▸ **Exercise objective**
Restate the entries below word for word, leaving nothing out.

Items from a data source

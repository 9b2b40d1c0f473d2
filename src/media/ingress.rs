use std::sync::Arc;
use tokio::sync::watch;
use tracing::{debug, error, info, warn};

use super::messages::MediaEnvelope;
use super::transport::MediaTransport;
use crate::session::{CallSession, SessionRegistry};
use crate::transcription::AudioUplink;

/// Why an ingress loop ended
#[derive(Debug, Clone, PartialEq, Eq)]
pub enum IngressExit {
    /// `stop` envelope received (normal end of a media leg)
    Stopped,
    /// Platform closed the stream without `stop`
    TransportClosed,
    SendFailed(String),
    ReceiveFailed(String),
}

/// Counters for one media leg
#[derive(Debug, Clone, PartialEq, Eq)]
pub struct IngressSummary {
    pub call_id: String,
    pub envelopes: u64,
    pub frames_forwarded: u64,
    pub decode_failures: u64,
    pub exit: IngressExit,
}

/// Relays call audio from the media stream to the transcription uplink
pub struct MediaIngress {
    registry: SessionRegistry,
    active_call: watch::Sender<String>,
    fallback_call_id: String,
    session: Option<Arc<CallSession>>,
}

impl MediaIngress {
    /// `fallback_call_id` is the identifier supplied when the stream was opened
    pub fn new(
        registry: SessionRegistry,
        active_call: watch::Sender<String>,
        fallback_call_id: impl Into<String>,
    ) -> Self {
        Self {
            registry,
            active_call,
            fallback_call_id: fallback_call_id.into(),
            session: None,
        }
    }

    pub fn active_call_id(&self) -> String {
        self.active_call.borrow().clone()
    }

    pub async fn run(
        &mut self,
        transport: &mut dyn MediaTransport,
        uplink: &mut dyn AudioUplink,
    ) -> IngressSummary {
        let mut envelopes = 0u64;
        let mut frames_forwarded = 0u64;
        let mut decode_failures = 0u64;

        let exit = loop {
            let text = match transport.next_message().await {
                None => break IngressExit::TransportClosed,
                Some(Err(e)) => {
                    error!("Media stream receive failed: {}", e);
                    break IngressExit::ReceiveFailed(e.to_string());
                }
                Some(Ok(text)) => text,
            };
            envelopes += 1;
            if let Some(session) = &self.session {
                session.touch();
            }

            let envelope = match MediaEnvelope::decode(&text) {
                Ok(envelope) => envelope,
                Err(e) => {
                    warn!("Dropping malformed media envelope: {}", e);
                    decode_failures += 1;
                    continue;
                }
            };

            match envelope {
                MediaEnvelope::Connected { protocol, .. } => {
                    debug!("Media stream connected ({})", protocol.unwrap_or_default());
                }
                MediaEnvelope::Start { start, stream_sid } => {
                    let call_id = start
                        .custom_call_id()
                        .unwrap_or(&self.fallback_call_id)
                        .to_string();
                    info!(
                        "Media stream started: call={} stream={}",
                        call_id,
                        stream_sid.unwrap_or_default()
                    );
                    self.bind_call(call_id).await;
                }
                MediaEnvelope::Media { media } => {
                    let frame = match media.audio_bytes() {
                        Ok(frame) => frame,
                        Err(e) => {
                            warn!("Dropping media frame with bad payload: {}", e);
                            decode_failures += 1;
                            continue;
                        }
                    };
                    if let Err(e) = uplink.send_audio(frame).await {
                        error!("Forwarding audio to transcription failed: {}", e);
                        break IngressExit::SendFailed(e.to_string());
                    }
                    frames_forwarded += 1;
                }
                MediaEnvelope::Stop { .. } => {
                    info!("Media stream stop for {}", self.active_call_id());
                    if let Err(e) = uplink.terminate().await {
                        debug!("Terminate request not delivered: {}", e);
                    }
                    break IngressExit::Stopped;
                }
                MediaEnvelope::Mark { .. } | MediaEnvelope::Unknown => {}
            }
        };

        IngressSummary {
            call_id: self.active_call_id(),
            envelopes,
            frames_forwarded,
            decode_failures,
            exit,
        }
    }

    async fn bind_call(&mut self, call_id: String) {
        if !call_id.is_empty() {
            let session = self.registry.get_or_create(&call_id).await;
            session.record_leg();
            self.session = Some(session);
        }
        self.active_call.send_replace(call_id);
    }
}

▸ **Output**
repository 9b2b40d1c0f473d2
filename src/media/ingress.rs
use std::sync::Arc;
use tokio::sync::watch;
use tracing::{debug, error, info, warn};

use super::messages::MediaEnvelope;
use super::transport::MediaTransport;
use crate::session::{CallSession, SessionRegistry};
use crate::transcription::AudioUplink;

/// Why an ingress loop ended
#[derive(Debug, Clone, PartialEq, Eq)]
pub enum IngressExit {
    /// `stop` envelope received (normal end of a media leg)
    Stopped,
    /// Platform closed the stream without `stop`
    TransportClosed,
    SendFailed(String),
    ReceiveFailed(String),
}

/// Counters for one media leg
#[derive(Debug, Clone, PartialEq, Eq)]
pub struct IngressSummary {
    pub call_id: String,
    pub envelopes: u64,
    pub frames_forwarded: u64,
    pub decode_failures: u64,
    pub exit: IngressExit,
}

/// Relays call audio from the media stream to the transcription uplink
pub struct MediaIngress {
    registry: SessionRegistry,
    active_call: watch::Sender<String>,
    fallback_call_id: String,
    session: Option<Arc<CallSession>>,
}

impl MediaIngress {
    /// `fallback_call_id` is the identifier supplied when the stream was opened
    pub fn new(
        registry: SessionRegistry,
        active_call: watch::Sender<String>,
        fallback_call_id: impl Into<String>,
    ) -> Self {
        Self {
            registry,
            active_call,
            fallback_call_id: fallback_call_id.into(),
            session: None,
        }
    }

    pub fn active_call_id(&self) -> String {
        self.active_call.borrow().clone()
    }

    pub async fn run(
        &mut self,
        transport: &mut dyn MediaTransport,
        uplink: &mut dyn AudioUplink,
    ) -> IngressSummary {
        let mut envelopes = 0u64;
        let mut frames_forwarded = 0u64;
        let mut decode_failures = 0u64;

        let exit = loop {
            let text = match transport.next_message().await {
                None => break IngressExit::TransportClosed,
                Some(Err(e)) => {
                    error!("Media stream receive failed: {}", e);
                    break IngressExit::ReceiveFailed(e.to_string());
                }
                Some(Ok(text)) => text,
            };
            envelopes += 1;
            if let Some(session) = &self.session {
                session.touch();
            }

            let envelope = match MediaEnvelope::decode(&text) {
                Ok(envelope) => envelope,
                Err(e) => {
                    warn!("Dropping malformed media envelope: {}", e);
                    decode_failures += 1;
                    continue;
                }
            };

            match envelope {
                MediaEnvelope::Connected { protocol, .. } => {
                    debug!("Media stream connected ({})", protocol.unwrap_or_default());
                }
                MediaEnvelope::Start { start, stream_sid } => {
                    let call_id = start
                        .custom_call_id()
                        .unwrap_or(&self.fallback_call_id)
                        .to_string();
                    info!(
                        "Media stream started: call={} stream={}",
                        call_id,
                        stream_sid.unwrap_or_default()
                    );
                    self.bind_call(call_id).await;
                }
                MediaEnvelope::Media { media } => {
                    let frame = match media.audio_bytes() {
                        Ok(frame) => frame,
                        Err(e) => {
                            warn!("Dropping media frame with bad payload: {}", e);
                            decode_failures += 1;
                            continue;
                        }
                    };
                    if let Err(e) = uplink.send_audio(frame).await {
                        error!("Forwarding audio to transcription failed: {}", e);
                        break IngressExit::SendFailed(e.to_string());
                    }
                    frames_forwarded += 1;
                }
                MediaEnvelope::Stop { .. } => {
                    info!("Media stream stop for {}", self.active_call_id());
                    if let Err(e) = uplink.terminate().await {
                        debug!("Terminate request not delivered: {}", e);
                    }
                    break IngressExit::Stopped;
                }
                MediaEnvelope::Mark { .. } | MediaEnvelope::Unknown => {}
            }
        };

        IngressSummary {
            call_id: self.active_call_id(),
            envelopes,
            frames_forwarded,
            decode_failures,
            exit,
        }
    }

    async fn bind_call(&mut self, call_id: String) {
        if !call_id.is_empty() {
            let session = self.registry.get_or_create(&call_id).await;
            session.record_leg();
            self.session = Some(session);
        }
        self.active_call.send_replace(call_id);
    }
}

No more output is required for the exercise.